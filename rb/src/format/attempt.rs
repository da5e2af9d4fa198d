//! Attempt result formatting
//!
//! Raw attempt results from the feed are encoded integers whose meaning
//! depends on the event: centiseconds for most events, a move count (or a
//! move average scaled by 100) for fewest moves, and a packed legacy
//! encoding for multi-blind. Formatting is total: every i64 input renders
//! to a non-empty string.

/// Event id for 3x3x3 Fewest Moves
const FMC_EVENT_ID: &str = "333fm";

/// Event id for 3x3x3 Multi-Blind
const MBLD_EVENT_ID: &str = "333mbf";

/// Rendered in place of an MBLD time the encoding marks as unknown
const UNKNOWN_CLOCK: &str = "?:??";

/// A decoded multi-blind attempt
///
/// `centiseconds` is None when the encoding carries no usable time: either
/// the raw value was non-positive (no valid result) or the seconds field
/// held the unknown-time marker.
#[derive(Debug, Clone, Copy, PartialEq, Eq)]
pub struct MbldAttempt {
    pub solved: i64,
    pub attempted: i64,
    pub centiseconds: Option<i64>,
}

/// Format a raw attempt result for the given event
///
/// `is_average` only changes the rendering for fewest moves, where averages
/// carry two implied decimal digits. Unknown event ids fall back to the
/// centisecond clock format.
pub fn format_attempt(attempt_result: i64, event_id: &str, is_average: bool) -> String {
    // WCA result sentinels; records should never carry these, but the
    // formatter must stay total.
    match attempt_result {
        -2 => return "DNS".to_string(),
        v if v < 0 => return "DNF".to_string(),
        _ => {}
    }

    if event_id == FMC_EVENT_ID {
        if is_average {
            // Averages are moves scaled by 100, e.g. 325 -> "3.25"
            format!("{}.{:02}", attempt_result / 100, attempt_result % 100)
        } else {
            attempt_result.to_string()
        }
    } else if event_id == MBLD_EVENT_ID {
        format_mbld(attempt_result)
    } else {
        clock_format(attempt_result)
    }
}

/// Decode the packed multi-blind encoding
///
/// The layout is fixed upstream; the arithmetic (modulo/divide order) must
/// not drift or displayed results change silently. For `0DDTTTTTMM`:
/// difference = 99 - DD, time in seconds = TTTTT (99999 = unknown),
/// missed = MM.
pub fn decode_mbld(value: i64) -> MbldAttempt {
    if value <= 0 {
        return MbldAttempt {
            solved: 0,
            attempted: 0,
            centiseconds: None,
        };
    }

    let missed = value % 100;
    let seconds = (value / 100) % 100_000;
    let points = 99 - ((value / 10_000_000) % 100);
    let solved = points + missed;
    let attempted = solved + missed;
    let centiseconds = (seconds != 99_999).then_some(seconds * 100);

    MbldAttempt {
        solved,
        attempted,
        centiseconds,
    }
}

/// Render a multi-blind attempt as "{solved}/{attempted} {m:ss}"
fn format_mbld(value: i64) -> String {
    let attempt = decode_mbld(value);
    let clock = match attempt.centiseconds {
        Some(centiseconds) => mbld_clock_format(centiseconds),
        None => UNKNOWN_CLOCK.to_string(),
    };
    format!("{}/{} {}", attempt.solved, attempt.attempted, clock)
}

/// Centiseconds to the MBLD clock format (minutes and seconds only)
fn mbld_clock_format(centiseconds: i64) -> String {
    let minutes = centiseconds / 6000;
    let seconds = (centiseconds % 6000) / 100;
    format!("{minutes}:{seconds:02}")
}

/// Centiseconds to the generic clock format
///
/// Minutes are omitted when zero, and seconds are only zero-padded when a
/// minutes prefix is present: 954 -> "9.54", 6154 -> "1:01.54".
fn clock_format(centiseconds: i64) -> String {
    let minutes = centiseconds / 6000;
    let seconds = (centiseconds % 6000) / 100;
    let centis = centiseconds % 100;
    if minutes == 0 {
        format!("{seconds}.{centis:02}")
    } else {
        format!("{minutes}:{seconds:02}.{centis:02}")
    }
}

========================================================================

◆ **Work to complete**
Using the entries above, output exactly the lines between the line holding "must stay total." and the line holding "else if event_id", end lines included, and nothing more.

◆ **Answer section**
    // formatter must stay total.
    match attempt_result {
        -2 => return "DNS".to_string(),
        v if v < 0 => return "DNF".to_string(),
        _ => {}
    }

    if event_id == FMC_EVENT_ID {
        if is_average {
            // Averages are moves scaled by 100, e.g. 325 -> "3.25"
            format!("{}.{:02}", attempt_result / 100, attempt_result % 100)
        } else {
            attempt_result.to_string()
        }
    } else if event_id == MBLD_EVENT_ID {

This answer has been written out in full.